US spends more on education as a % of GDP than anywhere. Big Private schools with tons of money may actually not be egalitarian but it sure does bring out a lot of hard hitting talent. The US has a large, growing economy, which helps. And the US is very 'open' - both civilly (immigration) and culturally (association). Most nations don't have a lot of immigration and Europe, though very nice to it's immigrants, mostly has 'closed' cultures - even in Nordic countries and on the Continent. The French are ideologically egaalitarian but socially extremely closed. And then 2 massive wars in Europe to give the US the top spot, which, without some kind of disruption, is theirs to keep.

I don't see China taking the lead even as they start to graduate a zillion engineers and improve a lot otherwise. Especially with Xi's new authoritarianism.

European research is also distributed a bit differently which makes it harder to compare.

  • wing-_-nuts 3 years ago

    Could you expand on what it means to be culturally open or closed?
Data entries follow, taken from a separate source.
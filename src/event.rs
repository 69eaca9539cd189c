use std::time::Duration;
use tokio::sync::mpsc;

/// Application events
#[derive(Debug)]
pub enum Event {
  /// Periodic tick driving temporal state recomputation
  Tick,
}

/// Event handler that produces ticks on a fixed timer
pub struct EventHandler {
  rx: mpsc::UnboundedReceiver<Event>,
}

impl EventHandler {
  /// Create a new event handler with the given tick rate
  pub fn new(tick_rate: Duration) -> Self {
    let (tx, rx) = mpsc::unbounded_channel();

    tokio::spawn(async move {
      let mut interval = tokio::time::interval(tick_rate);
      loop {
        interval.tick().await;
        if tx.send(Event::Tick).is_err() {
          break;
        }
      }
    });

    Self { rx }
  }

  /// Receive the next event
  pub async fn next(&mut self) -> Option<Event> {
    self.rx.recv().await
  }
}

#[cfg(test)]
mod tests {
  use super::*;

  #[tokio::test]
  async fn test_ticks_arrive() {
    let mut events = EventHandler::new(Duration::from_millis(5));

    for _ in 0..3 {
      assert!(matches!(events.next().await, Some(Event::Tick)));
    }
  }
}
Like, what's the 'lived experience' in both?

    • jollybean 3 years ago

      Civil things are laws, workplace, how you treat strangers in public and in professional settings.

      Social things are culture, friends, etc. and obviously they overlap.

      Europe is generally good to immigrants. They have nice laws, egalitarian policies, corporations that try to look beyond just hiring locals. Etc. etc..

      But it's much harder for immigrants in Europe to 'fit in', to make friends, to participate in all the 3rd space stuff, to 'get the jokes', which means being invited to the 'thing', maybe it's a business thing, maybe not quite looked at for promotion etc.. And a lot of business is still done through social networks, a 'guy who knows a guy', from 'introductions'. I wouldn't say downright 'nepotism' but the Uncle who works at the Space Agency who puts his nephews name in for an internship etc..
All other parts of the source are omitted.